** PROMPT **
Across all the entries below, count each line that holds "when" and report the figure only.
===== INFORMATION GIVEN =====
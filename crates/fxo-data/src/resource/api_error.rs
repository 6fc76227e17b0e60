//! Errors reported by the API inside a JSON:API document.

use crate::json_tree::JsonTree;
use serde_json::Value;
use std::fmt;
use url::Url;

/// One entry of the JSON:API `errors` array.
#[derive(Debug, Clone, Default, PartialEq, Eq)]
pub struct ApiError {
    /// Title of the error
    pub title: Option<String>,
    /// Details of the error
    pub detail: Option<String>,
    /// Code of the error
    pub code: Option<String>,
    /// `status` member of the error object
    pub api_status: Option<String>,
    /// HTTP status code of the response
    pub status: u16,
    /// HTTP reason phrase of the response
    pub status_text: String,
}

impl ApiError {
    pub(crate) fn from_json(frag: &Value, entry_point: &Url, status: u16, status_text: &str) -> Self {
        let tree = JsonTree::new("ApiError", frag, entry_point);
        let error = Self {
            title: tree.get_str("title"),
            detail: tree.get_str("detail"),
            code: tree.get_str("code"),
            api_status: tree.get_str("status"),
            status,
            status_text: status_text.to_string(),
        };
        tree.close();
        error
    }
}

impl fmt::Display for ApiError {
    /// `title | detail (code)`, leaving out missing parts.
    fn fmt(&self, f: &mut fmt::Formatter<'_>) -> fmt::Result {
        let title = self.title.as_deref().map(str::trim).filter(|s| !s.is_empty());
        let detail = self.detail.as_deref().map(str::trim).filter(|s| !s.is_empty());
        let mut parts = Vec::new();
        if let Some(title) = title {
            parts.push(title.to_string());
        }
        if let Some(detail) = detail {
            if title.is_some() {
                parts.push("|".to_string());
            }
            parts.push(detail.to_string());
        }
        if let Some(code) = self.code.as_deref().filter(|s| !s.is_empty()) {
            parts.push(format!("({})", code.trim()));
        }
        f.write_str(&parts.join(" "))
    }
}

#[cfg(test)]
mod tests {
    use super::*;
    use serde_json::json;

    #[test]
    fn test_from_json() {
        let entry = Url::parse("https://filings.xbrl.org/api/filings").unwrap();
        let frag = json!({"title": "Bad filter", "detail": "Unknown field", "code": "E1", "status": "400"});
        let err = ApiError::from_json(&frag, &entry, 400, "Bad Request");
        assert_eq!(err.api_status.as_deref(), Some("400"));
        assert_eq!(err.status, 400);
        assert_eq!(err.to_string(), "Bad filter | Unknown field (E1)");
    }

    #[test]
    fn test_display_partial() {
        let only_detail = ApiError {
            detail: Some("oops".to_string()),
            ..ApiError::default()
        };
        assert_eq!(only_detail.to_string(), "oops");
        assert_eq!(ApiError::default().to_string(), "");
    }
}
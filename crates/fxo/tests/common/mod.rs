//! Paged JSON:API fixture with one entity and three filings.

#![allow(dead_code, unreachable_pub)]

use axum::extract::Query;
use axum::routing::get;
use axum::{Json, Router};
use fxo::{FilingsClient, Options};
use serde_json::{Value, json};
use std::collections::HashMap;

const FILINGS: [(&str, &str); 3] = [("11", "fi"), ("12", "en"), ("13", "sv")];

pub async fn client(max_page_size: usize) -> FilingsClient {
    let app = Router::new().route("/api/filings", get(filings));
    let listener = tokio::net::TcpListener::bind("127.0.0.1:0").await.unwrap();
    let addr = listener.local_addr().unwrap();
    tokio::spawn(async move {
        axum::serve(listener, app).await.unwrap();
    });
    FilingsClient::with_options(Options {
        entry_point_url: format!("http://{addr}/api/filings"),
        max_page_size,
        ..Options::default()
    })
    .unwrap()
}

async fn filings(Query(params): Query<HashMap<String, String>>) -> Json<Value> {
    let size: usize = params.get("page[size]").and_then(|s| s.parse().ok()).unwrap_or(10);
    let number: usize = params.get("page[number]").and_then(|s| s.parse().ok()).unwrap_or(1);
    let include = params.get("include").cloned().unwrap_or_default();

    let data: Vec<Value> = FILINGS
        .iter()
        .skip((number - 1) * size)
        .take(size)
        .map(|(id, lang)| {
            json!({
                "type": "filing",
                "id": id,
                "attributes": {
                    "country": "FI",
                    "period_end": "2023-12-31",
                    "error_count": 1,
                    "package_url": format!("/2138003SM8GV6TPOLL33-2023-12-31-{lang}.zip")
                },
                "relationships": {"entity": {"data": {"type": "entity", "id": "7"}}}
            })
        })
        .collect();
    let included = if include.contains("entity") && !data.is_empty() {
        json!([{"type": "entity", "id": "7", "attributes": {"name": "Nokian Renkaat Oyj"}}])
    } else {
        json!([])
    };

    let mut links = json!({});
    if number * size < FILINGS.len() {
        let mut next = format!("/api/filings?page%5Bnumber%5D={}&page%5Bsize%5D={size}", number + 1);
        if !include.is_empty() {
            next.push_str("&include=entity");
        }
        links["next"] = json!(next);
    }
    Json(json!({
        "data": data,
        "included": included,
        "meta": {"count": FILINGS.len()},
        "links": links
    }))
}
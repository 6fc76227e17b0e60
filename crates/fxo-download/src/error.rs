//! Error types for downloads.

use std::path::PathBuf;
use thiserror::Error;

/// Result type for download operations.
pub type Result<T> = std::result::Result<T, DownloadError>;

/// Errors that can occur while downloading a file.
#[derive(Debug, Error)]
pub enum DownloadError {
    /// Network error
    #[error("Network error: {0}")]
    Network(#[from] reqwest::Error),

    /// Server answered with a non-success status
    #[error("HTTP status {status} for {url}")]
    HttpStatus {
        /// Requested URL
        url: String,
        /// HTTP status code
        status: u16,
    },

    /// IO error
    #[error("IO error: {0}")]
    Io(#[from] std::io::Error),

    /// SHA-256 hash of the downloaded file does not match the expected one
    #[error("Corrupt download from {url}: expected {expected_hash}, got {calculated_hash}")]
    CorruptDownload {
        /// Path where the corrupt file was left
        path: PathBuf,
        /// URL the file was downloaded from
        url: String,
        /// Hash of the received bytes in lowercase hex
        calculated_hash: String,
        /// Expected hash in lowercase hex
        expected_hash: String,
    },

    /// Stem pattern lacks the `/name/` placeholder
    #[error("Placeholder '/name/' missing in stem pattern {0:?}")]
    InvalidStemPattern(String),

    /// URL could not be parsed
    #[error("Invalid URL: {0}")]
    InvalidUrl(String),
}
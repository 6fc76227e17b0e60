//! Download instructions and results.

use crate::error::{DownloadError, Result};
use std::path::{Path, PathBuf};

/// Instructions for downloading a single file.
///
/// `info` is carried through unchanged into the matching
/// [`DownloadResult`] so that callers can tie results back to their own
/// objects when downloads finish out of order.
#[derive(Debug, Clone, PartialEq, Eq)]
pub struct DownloadSpecs<T = ()> {
    /// URL to download
    pub url: String,
    /// Directory where the file is saved
    pub to_dir: PathBuf,
    /// Pattern for the file stem, must contain `/name/`
    pub stem_pattern: Option<String>,
    /// File name overriding the one derived from the URL
    pub filename: Option<String>,
    /// Expected SHA-256 hash as hex, case-insensitive
    pub sha256: Option<String>,
    /// Caller data returned with the result
    pub info: T,
}

impl DownloadSpecs<()> {
    /// Create download instructions for `url` saved into `to_dir`.
    pub fn new(url: impl Into<String>, to_dir: impl AsRef<Path>) -> Self {
        Self {
            url: url.into(),
            to_dir: to_dir.as_ref().to_path_buf(),
            stem_pattern: None,
            filename: None,
            sha256: None,
            info: (),
        }
    }
}

impl<T> DownloadSpecs<T> {
    /// Attach caller data to the instructions.
    pub fn with_info<U>(self, info: U) -> DownloadSpecs<U> {
        DownloadSpecs {
            url: self.url,
            to_dir: self.to_dir,
            stem_pattern: self.stem_pattern,
            filename: self.filename,
            sha256: self.sha256,
            info,
        }
    }

    /// Set the stem pattern, e.g. `"/name/_2023"`.
    pub fn with_stem_pattern(mut self, pattern: impl Into<String>) -> Self {
        self.stem_pattern = Some(pattern.into());
        self
    }

    /// Set the file name explicitly.
    pub fn with_filename(mut self, filename: impl Into<String>) -> Self {
        self.filename = Some(filename.into());
        self
    }

    /// Set the expected SHA-256 hash.
    pub fn with_sha256(mut self, sha256: impl Into<String>) -> Self {
        self.sha256 = Some(sha256.into());
        self
    }
}

/// Outcome of one download in a parallel batch.
#[derive(Debug)]
pub struct DownloadResult<T = ()> {
    /// URL that was requested
    pub url: String,
    /// Saved path or the error that stopped the download
    pub result: Result<PathBuf>,
    /// Caller data from [`DownloadSpecs::info`]
    pub info: T,
}

impl<T> DownloadResult<T> {
    /// Path of the saved file when the download succeeded.
    pub fn path(&self) -> Option<&Path> {
        self.result.as_deref().ok()
    }

    /// Error when the download failed.
    pub fn err(&self) -> Option<&DownloadError> {
        self.result.as_ref().err()
    }
}
//! Filers of reports.

use super::{ApiResource, DataValue};
use crate::json_tree::JsonTree;
use crate::request::ApiRequest;
use chrono::{DateTime, FixedOffset};
use serde_json::Value;
use std::fmt;
use tracing::warn;
use url::Url;

/// An entity, e.g. a group, which has filed reports.
#[derive(Debug, Clone, PartialEq)]
pub struct Entity {
    /// JSON:API `id`
    pub api_id: String,
    /// Identifier of the entity, the LEI code for ESEF filers
    pub identifier: Option<String>,
    /// Name of the entity
    pub name: Option<String>,
    /// URL of the full list of filings by this entity
    pub api_entity_filings_url: Option<String>,
    /// Start time of the query
    pub query_time: DateTime<FixedOffset>,
    /// URL of the request
    pub request_url: String,
}

impl Entity {
    pub(crate) fn from_json(frag: &Value, request: &ApiRequest, entry_point: &Url) -> Option<Self> {
        let tree = JsonTree::new("Entity", frag, entry_point);
        let Some(api_id) = tree.get_str("id") else {
            warn!("Entity resource without id skipped");
            return None;
        };
        let entity = Self {
            api_id,
            identifier: tree.get_str("attributes.identifier"),
            name: tree.get_str("attributes.name"),
            api_entity_filings_url: tree.get_url("relationships.filings.links.related"),
            query_time: request.query_time,
            request_url: request.url.clone(),
        };
        tree.close();
        Some(entity)
    }
}

impl ApiResource for Entity {
    const TYPE: &'static str = "entity";
    const TABLE: &'static str = "Entity";

    fn api_id(&self) -> &str {
        &self.api_id
    }

    fn query_time(&self) -> DateTime<FixedOffset> {
        self.query_time
    }

    fn request_url(&self) -> &str {
        &self.request_url
    }

    fn data_attributes() -> &'static [&'static str] {
        &[
            "api_id",
            "identifier",
            "name",
            "api_entity_filings_url",
            "query_time",
            "request_url",
        ]
    }

    fn value(&self, column: &str) -> Option<DataValue> {
        match column {
            "api_id" => Some(self.api_id.clone().into()),
            "identifier" => self.identifier.clone().map(Into::into),
            "name" => self.name.clone().map(Into::into),
            "api_entity_filings_url" => self.api_entity_filings_url.clone().map(Into::into),
            "query_time" => Some(self.query_time.into()),
            "request_url" => Some(self.request_url.clone().into()),
            _ => None,
        }
    }
}

impl fmt::Display for Entity {
    /// `name (identifier)`, or whichever exists.
    fn fmt(&self, f: &mut fmt::Formatter<'_>) -> fmt::Result {
        match (self.name.as_deref(), self.identifier.as_deref()) {
            (Some(name), Some(identifier)) => write!(f, "{name} ({identifier})"),
            (Some(name), None) => f.write_str(name),
            (None, Some(identifier)) => f.write_str(identifier),
            (None, None) => Ok(()),
        }
    }
}
//! Error types for filing queries.

use crate::resource::ApiError;
use fxo_download::DownloadError;
use thiserror::Error;

/// Result type for filing operations.
pub type Result<T> = std::result::Result<T, FilingsError>;

/// Errors that can occur while querying the filings API.
#[derive(Debug, Error)]
pub enum FilingsError {
    /// Network error
    #[error("Network error: {0}")]
    Network(#[from] reqwest::Error),

    /// The API returned a JSON:API `errors` array
    #[error("The filings API returned errors. Status {status} {status_text}: {}", join_errors(.errors))]
    Api {
        /// HTTP status code
        status: u16,
        /// HTTP reason phrase
        status_text: String,
        /// All errors of the response
        errors: Vec<ApiError>,
    },

    /// Non-success HTTP status without JSON:API errors
    #[error("HTTP status {status_code} {status_text}")]
    HttpStatus {
        /// HTTP status code
        status_code: u16,
        /// HTTP reason phrase
        status_text: String,
        /// Response body
        body: String,
    },

    /// Response body was not valid JSON
    #[error("JSON error: {0}")]
    Json(#[from] serde_json::Error),

    /// Filter could not be turned into query parameters
    #[error("Invalid filter: {0}")]
    InvalidFilter(String),

    /// Option value is out of range
    #[error("Invalid option: {0}")]
    InvalidOption(String),

    /// Data attribute does not exist for the resource type
    #[error("Unknown attribute {attribute:?} for {table}")]
    UnknownAttribute {
        /// Table name of the resource type
        table: &'static str,
        /// Requested attribute name
        attribute: String,
    },

    /// First failed download of a filing
    #[error("Download failed: {0}")]
    Download(#[from] DownloadError),

    /// All failed downloads of a filing set
    #[error("{} downloads failed, first: {}", .0.len(), first_error(.0))]
    Downloads(Vec<DownloadError>),
}

fn join_errors(errors: &[ApiError]) -> String {
    errors
        .iter()
        .map(ToString::to_string)
        .collect::<Vec<_>>()
        .join("; ")
}

fn first_error(errors: &[DownloadError]) -> String {
    errors.first().map(ToString::to_string).unwrap_or_default()
}
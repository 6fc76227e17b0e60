//! Query-level shortcuts.

use futures::Stream;
use fxo_data::{FilingSet, FilingsClient, FilingsPage, Query};
use fxo_output::{SqliteExportOptions, pages_to_sqlite};
use std::path::Path;

/// Retrieve the filings of a query.
///
/// # Example
/// ```no_run
/// use fxo::{FilingsClient, Query};
///
/// # async fn example() -> fxo::data::Result<()> {
/// let client = FilingsClient::new()?;
/// let filings = fxo::get_filings(&client, &Query::new().filter("country", "SE")).await?;
/// println!("{} filings", filings.len());
/// # Ok(())
/// # }
/// ```
///
/// # Errors
/// Returns the first error of any page.
pub async fn get_filings(client: &FilingsClient, query: &Query) -> fxo_data::Result<FilingSet> {
    client.get_filings(query).await
}

/// Pages of a query, requested as the stream is polled.
///
/// Filings returned again on a later page are left out and entities are
/// shared across pages.
pub fn filing_page_iter<'a>(
    client: &'a FilingsClient,
    query: &'a Query,
) -> impl Stream<Item = fxo_data::Result<FilingsPage>> + 'a {
    client.filing_pages(query)
}

/// Retrieve the filings of a query and save them to a database page by
/// page.
///
/// Tables follow `query.flags`. Datetimes are written with the time
/// accuracy of the client options. Returns the number of filings saved.
///
/// # Errors
/// Returns [`fxo_output::OutputError`] for path and schema problems and
/// query errors.
pub async fn to_sqlite<P: AsRef<Path>>(
    client: &FilingsClient,
    query: &Query,
    path: P,
    update: bool,
) -> fxo_output::Result<usize> {
    let options = SqliteExportOptions::with_time_accuracy(client.options().time_accuracy);
    pages_to_sqlite(client.filing_pages(query), query.flags, path, update, &options).await
}
//! Sets of filings returned by a query.

use crate::client::FilingsClient;
use crate::download::{DownloadInfo, DownloadOptions, Files, download_specs};
use crate::error::{FilingsError, Result};
use crate::resource::{Entity, Filing, ValidationMessage};
use crate::resource_collection::{ColumnData, ResourceCollection, column_data, select_columns};
use crate::scope::ScopeFlags;
use futures::{Stream, StreamExt};
use fxo_download::DownloadResult;
use indexmap::IndexMap;
use std::sync::Arc;

/// Filings keyed by `api_id`, in the order they were received.
#[derive(Debug, Clone, Default, PartialEq)]
pub struct FilingSet {
    filings: IndexMap<String, Filing>,
    flags: ScopeFlags,
}

impl FilingSet {
    /// Empty set without related resources.
    pub fn new() -> Self {
        Self::default()
    }

    /// Empty set for filings fetched with `flags`.
    pub fn with_flags(flags: ScopeFlags) -> Self {
        Self {
            filings: IndexMap::new(),
            flags,
        }
    }

    /// Flags the filings were fetched with.
    pub const fn flags(&self) -> ScopeFlags {
        self.flags
    }

    /// Add a filing, returning the one it replaced.
    pub fn insert(&mut self, filing: Filing) -> Option<Filing> {
        self.filings.insert(filing.api_id.clone(), filing)
    }

    /// Number of filings.
    pub fn len(&self) -> usize {
        self.filings.len()
    }

    /// No filings.
    pub fn is_empty(&self) -> bool {
        self.filings.is_empty()
    }

    /// Filing by `api_id`.
    pub fn get(&self, api_id: &str) -> Option<&Filing> {
        self.filings.get(api_id)
    }

    /// Mutable filing by `api_id`.
    pub fn get_mut(&mut self, api_id: &str) -> Option<&mut Filing> {
        self.filings.get_mut(api_id)
    }

    /// Iterate the filings.
    pub fn iter(&self) -> impl Iterator<Item = &Filing> {
        self.filings.values()
    }

    /// Iterate the filings mutably.
    pub fn iter_mut(&mut self) -> impl Iterator<Item = &mut Filing> {
        self.filings.values_mut()
    }

    /// Keep the filings for which `keep` returns true.
    pub fn retain(&mut self, mut keep: impl FnMut(&Filing) -> bool) {
        self.filings.retain(|_, filing| keep(filing));
    }

    /// Distinct entities of the filings.
    pub fn entities(&self) -> ResourceCollection<Entity> {
        ResourceCollection::from_items(self.iter().filter_map(|f| f.entity.clone()))
    }

    /// Distinct validation messages of the filings.
    pub fn validation_messages(&self) -> ResourceCollection<ValidationMessage> {
        ResourceCollection::from_items(
            self.iter()
                .filter_map(|f| f.validation_messages.as_ref())
                .flatten()
                .map(Arc::clone),
        )
    }

    /// Filings of one entity.
    pub fn entity_filings<'a>(&'a self, entity_api_id: &'a str) -> impl Iterator<Item = &'a Filing> + 'a {
        self.iter()
            .filter(move |f| f.entity_api_id.as_deref() == Some(entity_api_id))
    }

    /// Data columns of the filings.
    ///
    /// Download path columns appear only after a download and
    /// `entity_api_id` only when entities were requested.
    pub fn columns(&self) -> Vec<String> {
        Filing::columns_for(self.flags, self.iter())
    }

    /// Column-major filing data, all columns when `attr_names` is `None`.
    ///
    /// # Errors
    /// Returns [`FilingsError::UnknownAttribute`] for a name that is not
    /// a filing data column.
    pub fn get_data(&self, attr_names: Option<&[&str]>) -> Result<ColumnData> {
        let columns = select_columns::<Filing>(self.columns(), attr_names)?;
        Ok(column_data(self.iter(), &columns))
    }

    /// Download files of every filing.
    ///
    /// All downloads are attempted. Paths of saved files are recorded on
    /// the filings.
    ///
    /// # Errors
    /// Returns [`FilingsError::Downloads`] with every failed download.
    pub async fn download(
        &mut self,
        client: &FilingsClient,
        files: &Files,
        options: &DownloadOptions,
    ) -> Result<()> {
        let results: Vec<_> = self.download_stream(client, files, options).collect().await;
        let mut errors = Vec::new();
        for result in results {
            if let Err(e) = self.record_download(result) {
                errors.push(e);
            }
        }
        if errors.is_empty() {
            Ok(())
        } else {
            Err(FilingsError::Downloads(errors))
        }
    }

    /// Download files of every filing, yielding results as they finish.
    ///
    /// Pass each result to [`FilingSet::record_download`] to store the
    /// saved path on its filing.
    pub fn download_stream<'a>(
        &self,
        client: &'a FilingsClient,
        files: &Files,
        options: &DownloadOptions,
    ) -> impl Stream<Item = DownloadResult<DownloadInfo>> + use<'a> {
        let specs = self
            .iter()
            .flat_map(|filing| download_specs(filing, files, options))
            .collect();
        fxo_download::download_parallel_stream(client.http(), specs, options.max_concurrent)
    }

    /// Store the path of a finished download on its filing.
    ///
    /// # Errors
    /// Returns the download error of a failed result.
    pub fn record_download(
        &mut self,
        result: DownloadResult<DownloadInfo>,
    ) -> std::result::Result<(), fxo_download::DownloadError> {
        let (api_id, kind) = result.info;
        let path = result.result?;
        if let Some(filing) = self.filings.get_mut(&api_id) {
            kind.set_download_path(filing, path);
        }
        Ok(())
    }
}

impl Extend<Filing> for FilingSet {
    fn extend<I: IntoIterator<Item = Filing>>(&mut self, iter: I) {
        for filing in iter {
            self.insert(filing);
        }
    }
}

impl FromIterator<Filing> for FilingSet {
    fn from_iter<I: IntoIterator<Item = Filing>>(iter: I) -> Self {
        let mut set = Self::new();
        set.extend(iter);
        set
    }
}

impl<'a> IntoIterator for &'a FilingSet {
    type Item = &'a Filing;
    type IntoIter = indexmap::map::Values<'a, String, Filing>;

    fn into_iter(self) -> Self::IntoIter {
        self.filings.values()
    }
}

impl IntoIterator for FilingSet {
    type Item = Filing;
    type IntoIter = indexmap::map::IntoValues<String, Filing>;

    fn into_iter(self) -> Self::IntoIter {
        self.filings.into_values()
    }
}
=====
** RESPONSE **
5